Фома смотрел на нее и видел, что наедине сама с собой она не была такой красивой, как при людях, - ее лицо серьезнее и старей, в глазах нет выражения ласки и кротости, смотрят они скучно, И поза ее была усталой, как будто женщина хотела подняться и - не могла.
Юноша кашлянул...
– Кто это?
– тревожно вздрогнув, спросила женщина. И струны вздрогнули, издав тревожный звук.
– Это я, - сказал Фома, откидывая рукой нити бисера.
– A! Но как вы тихо... Рада видеть вас... Садитесь!.. Почему так давно не были?
Протягивая ему руку, она другой указывала на маленькое кресло около себя, и глаза ее улыбались радостно.
– Ездил в затеи пароходы смотреть, - говорил Фома с преувеличенной развязностью, подвигая кресло ближе к кушетке.
– Что, в полях еще много снега?
– Сколько вам угодно... Но здорово тает. По дорогам - вода везде...
Он смотрел на нее и улыбался. Должно быть. Медынская заметила развязность его поведения и новое в его улыбке - она оправила платье и отодвинулась от него. Их глаза встретились - и Медынская опустила голову.
– Тает!
– задумчиво сказала ока, разглядывая кольцо на своем мизинце.
– Н -да... ручьи везде...-любуясь своими ботинками, сообщил Фома.
– Это хорошо... Весна идет...
– Уж теперь не задержит...
– Придет весна, - повторила Медынская негромко и как бы вслушиваясь в звук слов.
– Влюбляться станут люди, - усмехнувшись, сказал Фома и зачем-то крепко потер руки.
– Вы собираетесь?
– сухо спросила Медынская.
– Мне -нечего... я -давно!.. Влюблен на всю жизнь...
Она мельком взглянула на него и снова начала играть, задумчиво говоря:
– Как это хорошо, что вы только еще начинаете жить... Сердце полно силы... и нет в нем ничего темного...
– Софья Павловна!
– тихо воскликнул Фома. Она ласковым жестом остановила его.

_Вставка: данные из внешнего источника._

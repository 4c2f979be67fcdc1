// ugBC - A retargetable BASIC compiler creating binaries for 8-bit home computers
// Copyright (C) 2026  Marcel Joachim Kloubert <marcel@kloubert.dev>
//
// This program is free software: you can redistribute it and/or modify
// it under the terms of the GNU Affero General Public License as published by
// the Free Software Foundation, either version 3 of the License, or
// (at your option) any later version.
//
// This program is distributed in the hope that it will be useful,
// but WITHOUT ANY WARRANTY; without even the implied warranty of
// MERCHANTABILITY or FITNESS FOR A PARTICULAR PURPOSE.  See the
// GNU Affero General Public License for more details.
//
// You should have received a copy of the GNU Affero General Public License
// along with this program.  If not, see <https://www.gnu.org/licenses/>.

//! Type names and parameter lists.

use super::helpers::ParserHelpers;
use super::Parser;
use crate::codegen::implicit_type;
use crate::error::{CompileError, ErrorCode};
use crate::lexer::Token;
use crate::symbols::Parameter;
use crate::types::VariableType;

/// Trait for type parsing operations.
pub trait TypeParser {
    /// Parse a type name such as `BYTE`, `SIGNED WORD` or `IMAGE`.
    fn parse_type(&mut self) -> Result<VariableType, CompileError>;

    /// Parse an optional `AS type` clause.
    fn parse_optional_type(&mut self) -> Result<Option<VariableType>, CompileError>;

    /// Parse `[name [AS type], ...]`; an absent list has no parameters.
    fn parse_parameters(&mut self) -> Result<Vec<Parameter>, CompileError>;

    /// Parse `[name AS type ON register, ...]` of `DECLARE PROC`.
    fn parse_register_parameters(&mut self) -> Result<Vec<Parameter>, CompileError>;
}

impl<'a> Parser<'a> {
    fn signedness(&mut self) -> Option<bool> {
        if self.match_token(&Token::Signed) {
            Some(true)
        } else if self.match_token(&Token::Unsigned) {
            Some(false)
        } else {
            None
        }
    }

    fn parameter(&mut self, ty_required: bool) -> Result<Parameter, CompileError> {
        let name = self.expect_identifier("a parameter name")?.to_ascii_uppercase();
        let ty = match self.parse_optional_type()? {
            Some(ty) => ty,
            None if ty_required => return Err(self.unexpected("AS")),
            None => implicit_type(&name),
        };
        Ok(Parameter::new(name, ty, self.env.precision()))
    }
}

impl<'a> TypeParser for Parser<'a> {
    fn parse_type(&mut self) -> Result<VariableType, CompileError> {
        let signed = self.signedness();
        let span = self.peek_span().unwrap_or_else(|| self.previous_span());
        let (token, _) = self
            .advance()
            .ok_or_else(|| self.unexpected("a type"))?;
        let word = match &token {
            Token::Identifier(name) => Some(name.as_str()),
            Token::IntegerType if signed.is_some() => Some("WORD"),
            Token::Long if signed.is_some() => Some("DWORD"),
            other => other.keyword(),
        };
        let ty = word
            .and_then(VariableType::from_keyword)
            .ok_or_else(|| {
                CompileError::new(
                    ErrorCode::UnknownType,
                    format!("unknown type {}", token),
                    span,
                )
            })?;
        Ok(match signed {
            Some(true) if ty.is_integer() => ty.signed(),
            Some(false) if ty.is_integer() => ty.unsigned(),
            Some(_) => {
                return Err(CompileError::new(
                    ErrorCode::UnknownType,
                    format!("{} cannot be signed or unsigned", ty),
                    span,
                ))
            }
            None => ty,
        })
    }

    fn parse_optional_type(&mut self) -> Result<Option<VariableType>, CompileError> {
        if self.match_token(&Token::As) {
            return self.parse_type().map(Some);
        }
        Ok(None)
    }

    fn parse_parameters(&mut self) -> Result<Vec<Parameter>, CompileError> {
        let mut parameters = Vec::new();
        if !self.match_token(&Token::LeftBracket) {
            return Ok(parameters);
        }
        if !self.match_token(&Token::RightBracket) {
            loop {
                parameters.push(self.parameter(false)?);
                if !self.match_token(&Token::Comma) {
                    break;
                }
            }
            self.expect(&Token::RightBracket, "']'")?;
        }
        Ok(parameters)
    }

    fn parse_register_parameters(&mut self) -> Result<Vec<Parameter>, CompileError> {
        let mut parameters = Vec::new();
        if !self.match_token(&Token::LeftBracket) {
            return Ok(parameters);
        }
        if !self.match_token(&Token::RightBracket) {
            loop {
                let mut parameter = self.parameter(true)?;
                self.expect(&Token::On, "ON")?;
                parameter.register = Some(self.expect_identifier("a register")?.to_ascii_uppercase());
                parameters.push(parameter);
                if !self.match_token(&Token::Comma) {
                    break;
                }
            }
            self.expect(&Token::RightBracket, "']'")?;
        }
        Ok(parameters)
    }
}

#[cfg(test)]
mod tests {
    use super::*;
    use crate::codegen::testing::c64;
    use crate::lexer::tokenize;

    fn type_of(source: &str) -> Result<VariableType, CompileError> {
        let tokens = tokenize(source).unwrap();
        let mut env = c64();
        let mut parser = Parser::new(&tokens, &mut env, source);
        parser.parse_type()
    }

    #[test]
    fn test_simple_types() {
        assert_eq!(type_of("BYTE").unwrap(), VariableType::Byte);
        assert_eq!(type_of("INTEGER").unwrap(), VariableType::SWord);
        assert_eq!(type_of("STRING").unwrap(), VariableType::DString);
        assert_eq!(type_of("IMAGE").unwrap(), VariableType::Image);
        assert_eq!(type_of("sword").unwrap(), VariableType::SWord);
    }

    #[test]
    fn test_signedness_prefix() {
        assert_eq!(type_of("SIGNED BYTE").unwrap(), VariableType::SByte);
        assert_eq!(type_of("UNSIGNED INTEGER").unwrap(), VariableType::Word);
        assert_eq!(type_of("SIGNED LONG").unwrap(), VariableType::SDWord);
    }

    #[test]
    fn test_unknown_type() {
        assert_eq!(type_of("WIDGET").unwrap_err().code, ErrorCode::UnknownType);
        assert_eq!(type_of("SIGNED FLOAT").unwrap_err().code, ErrorCode::UnknownType);
    }

    #[test]
    fn test_parameter_lists() {
        let source = "[x, y AS BYTE, n$]";
        let tokens = tokenize(source).unwrap();
        let mut env = c64();
        let mut parser = Parser::new(&tokens, &mut env, source);
        let parameters = parser.parse_parameters().unwrap();
        let types: Vec<_> = parameters.iter().map(|p| p.var_type).collect();
        assert_eq!(
            types,
            vec![VariableType::SWord, VariableType::Byte, VariableType::DString]
        );
        assert_eq!(parameters[0].name, "X");
    }

    #[test]
    fn test_register_parameters_need_types() {
        let source = "[a AS BYTE ON A, p AS ADDRESS ON x]";
        let tokens = tokenize(source).unwrap();
        let mut env = c64();
        let mut parser = Parser::new(&tokens, &mut env, source);
        let parameters = parser.parse_register_parameters().unwrap();
        assert_eq!(parameters[1].register.as_deref(), Some("X"));

        let source = "[a ON A]";
        let tokens = tokenize(source).unwrap();
        let mut parser = Parser::new(&tokens, &mut env, source);
        assert!(parser.parse_register_parameters().is_err());
    }
}
impl VariableEmitter for Environment {
    fn integer_constant(&mut self, value: i64) -> VariableId {
        self.typed_constant(value, VariableType::for_constant(value))
    }

    fn typed_constant(&mut self, value: i64, ty: VariableType) -> VariableId {
        let id = self.constant_temporary(ty, "constant");
        self.symbols.variable_mut(id).value = Some(value);
        id
    }

    fn float_constant(&mut self, value: f64) -> VariableId {
        let bits = self.float_bits(value);
        let id = self.constant_temporary(VariableType::Float, "float constant");
        let variable = self.symbols.variable_mut(id);
        variable.value = Some(bits);
        variable.value_float = Some(value);
        id
    }

    fn string_constant(&mut self, value: &str) -> VariableId {
        let string = self.symbols.strings.intern(value);
        let id = self.constant_temporary(VariableType::String, "string constant");
        self.symbols.variable_mut(id).value_string = Some(string);
        id
    }

    fn define_constant(&mut self, name: &str, value: ConstantValue) -> Result<()> {
        log::debug!("constant {} = {}", name, value);
        let result = self.symbols.define_constant(name, value).map(|_| ());
        self.located(result)
    }

    fn constant_value_of(&self, id: VariableId) -> Option<ConstantValue> {
        let variable = self.symbols.variable(id);
        if let Some(string) = variable.value_string {
            return Some(ConstantValue::String(self.symbols.strings.get(string).value.clone()));
        }
        let value = variable.constant_value()?;
        Some(match variable.value_float {
            Some(float) => ConstantValue::Float(float),
            None => ConstantValue::Integer(value),
        })
    }

    fn define_variable(&mut self, name: &str, ty: VariableType) -> Result<VariableId> {
        let precision = self.precision();
        let result = self.symbols.define_variable(name, ty, precision);
        self.located(result)
    }

    fn define_mapped_variable(&mut self, name: &str, ty: VariableType, address: u16) -> Result<VariableId> {
        let id = self.define_variable(name, ty)?;
        let size = self.width(id);
        let placed = self.memory.assign_to_area(Some(address), size);
        let (area, _) = self.located(placed)?;
        let variable = self.symbols.variable_mut(id);
        variable.absolute_address = Some(address);
        variable.area = area;
        Ok(id)
    }

    fn define_initialized_variable(&mut self, name: &str, ty: VariableType, init: VariableId) -> Result<VariableId> {
        let id = self.define_variable(name, ty)?;
        let static_value = match (self.constant_of(init), self.type_of(init)) {
            (Some(value), from) if ty.is_integer() && from.is_integer() => Some(value),
            (Some(value), VariableType::Float) if ty.is_float() => Some(value),
            _ => None,
        };
        match static_value {
            Some(value) if !self.in_procedure() && ty != VariableType::Bit => {
                let variable = self.symbols.variable_mut(id);
                variable.value = Some(value);
                variable.static_init = true;
                variable.assigned = true;
                Ok(id)
            }
            _ => {
                self.assign(id, init)?;
                Ok(id)
            }
        }
    }

    fn variable_reference(&mut self, name: &str) -> Result<VariableId> {
        if let Some(constant) = self.symbols.constant(name) {
            let value = constant.value.clone();
            return Ok(match value {
                ConstantValue::Integer(v) => self.integer_constant(v),
                ConstantValue::Float(v) => self.float_constant(v),
                ConstantValue::String(s) => self.string_constant(&s),
            });
        }
        let precision = self.precision();
        let explicit = self.options.explicit;
        let result = self
            .symbols
            .retrieve_or_define(name, implicit_type(name), precision, explicit);
        let id = self.located(result)?;
        if self.type_of(id) == VariableType::Bit {
            return self.read_bit(id);
        }
        self.touch(id);
        Ok(id)
    }

    fn assignment_target(&mut self, name: &str) -> Result<VariableId> {
        if self.symbols.constant(name).is_some() {
            return Err(self.error(
                ErrorCode::ReadOnlyVariable,
                format!("{} is a constant", name),
            ));
        }
        let precision = self.precision();
        let explicit = self.options.explicit;
        let result = self
            .symbols
            .retrieve_or_define(name, implicit_type(name), precision, explicit);
        self.located(result)
    }

    fn assign(&mut self, dest: VariableId, src: VariableId) -> Result<()> {
        if dest == src {
            return Ok(());
        }
        let target = self.symbols.variable(dest);
        if target.readonly {
            return Err(self.error(
                ErrorCode::ReadOnlyVariable,
                format!("{} cannot be assigned", target.name),
            ));
        }
        let (to, from) = (target.type_info(), self.symbols.variable(src).type_info());
        self.symbols.variable_mut(dest).assigned = true;
        self.touch(src);

        if to.ty == VariableType::Bit {
            return self.write_bit(dest, src);
        }
        let src = if from.ty == VariableType::Bit {
            self.read_bit(src)?
        } else {
            src
        };
        let from = self.symbols.variable(src).type_info();

        let kind = check_cast(from, to).map_err(|code| {
            self.error(code, format!("cannot assign {} to {}", from.ty, to.ty))
        })?;
        match kind {
            CastKind::BufferToString | CastKind::StringToString => match to.ty {
                VariableType::DString => self.assign_dstring(dest, src),
                _ => Err(self.error(
                    ErrorCode::CannotCast,
                    format!("cannot assign {} to {}", from.ty, to.ty),
                )),
            },
            CastKind::Same if to.ty == VariableType::DString => self.assign_dstring(dest, src),
            CastKind::Same if to.ty == VariableType::String => {
                let name = self.real_name(dest);
                self.string_pointer(src, &name);
                Ok(())
            }
            CastKind::Same if from.ty.is_resource() => {
                if to.ty.is_resource() {
                    return Err(self.error(
                        ErrorCode::ReadOnlyVariable,
                        format!("{} resources cannot be reassigned", to.ty),
                    ));
                }
                let (label, name) = (self.real_name(src), self.real_name(dest));
                self.target.cpu.address_of(&mut self.out, &label, &name);
                Ok(())
            }
            CastKind::Same if to.ty.is_resource() => Err(self.error(
                ErrorCode::ReadOnlyVariable,
                format!("{} resources cannot be reassigned", to.ty),
            )),
            CastKind::IntegerToFloat | CastKind::FloatToInteger => self.assign_float(dest, src, kind),
            CastKind::Same if to.ty.is_float() => self.assign_float(dest, src, kind),
            _ => {
                self.assign_integer(dest, src, kind);
                Ok(())
            }
        }
    }

    fn peek(&mut self, address: VariableId) -> Result<VariableId> {
        self.expect_numeric(address)?;
        let address = self.operand(address, VariableType::Address);
        let result = self.temporary(VariableType::Byte, "peek");
        let name = self.real_name(result);
        self.target.cpu.peek(&mut self.out, &address, &name);
        Ok(result)
    }

    fn poke(&mut self, address: VariableId, value: VariableId) -> Result<()> {
        self.expect_numeric(address)?;
        self.expect_numeric(value)?;
        let address = self.operand(address, VariableType::Address);
        let value = self.operand(value, VariableType::Byte);
        self.target.cpu.poke(&mut self.out, &address, &value);
        Ok(())
    }

    fn share(&mut self, pattern: &str, global: bool) {
        if global {
            self.symbols.add_global_pattern(pattern);
        } else {
            self.symbols.add_shared_pattern(pattern);
        }
    }
}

– Подождите, голубчик! Сегодня я могу сказать вам... что-то хорошее... Знаете - у человека, много пожившего, бывают минуты, когда он, заглянув в свое сердце, неожиданно находит там... нечто давно забытое... Оно лежало где-то глубоко на дне сердца годы... но не утратило благоухания юности, и когда память дотронется до него... тогда на человека повеет... живительной свежестью утра дней...
Струны под ее пальцами дрожали, плакали, Фоме казалось, что звуки их и тихий голос женщины ласково и нежно щекочут его сердце... Но, твердый в своем решении, он вслушивался в ее слова и, не понимая их содержания, думал:
"Говори! Теперь уж не поверю никаким твоим речам..."
Это раздражало его. Ему было жалко, что он не может слушать ее речь так внимательно и доверчиво, как раньше, бывало, слушал...
– Вы думаете о том, как нужно жить?
– спросила женщина.
– Иной раз подумаешь - а потом опять забудешь. Некогда!
– сказал Фома и усмехнулся.
– Да и что думать? Видишь, как живут люди... ну, стало быть, надо им подражать.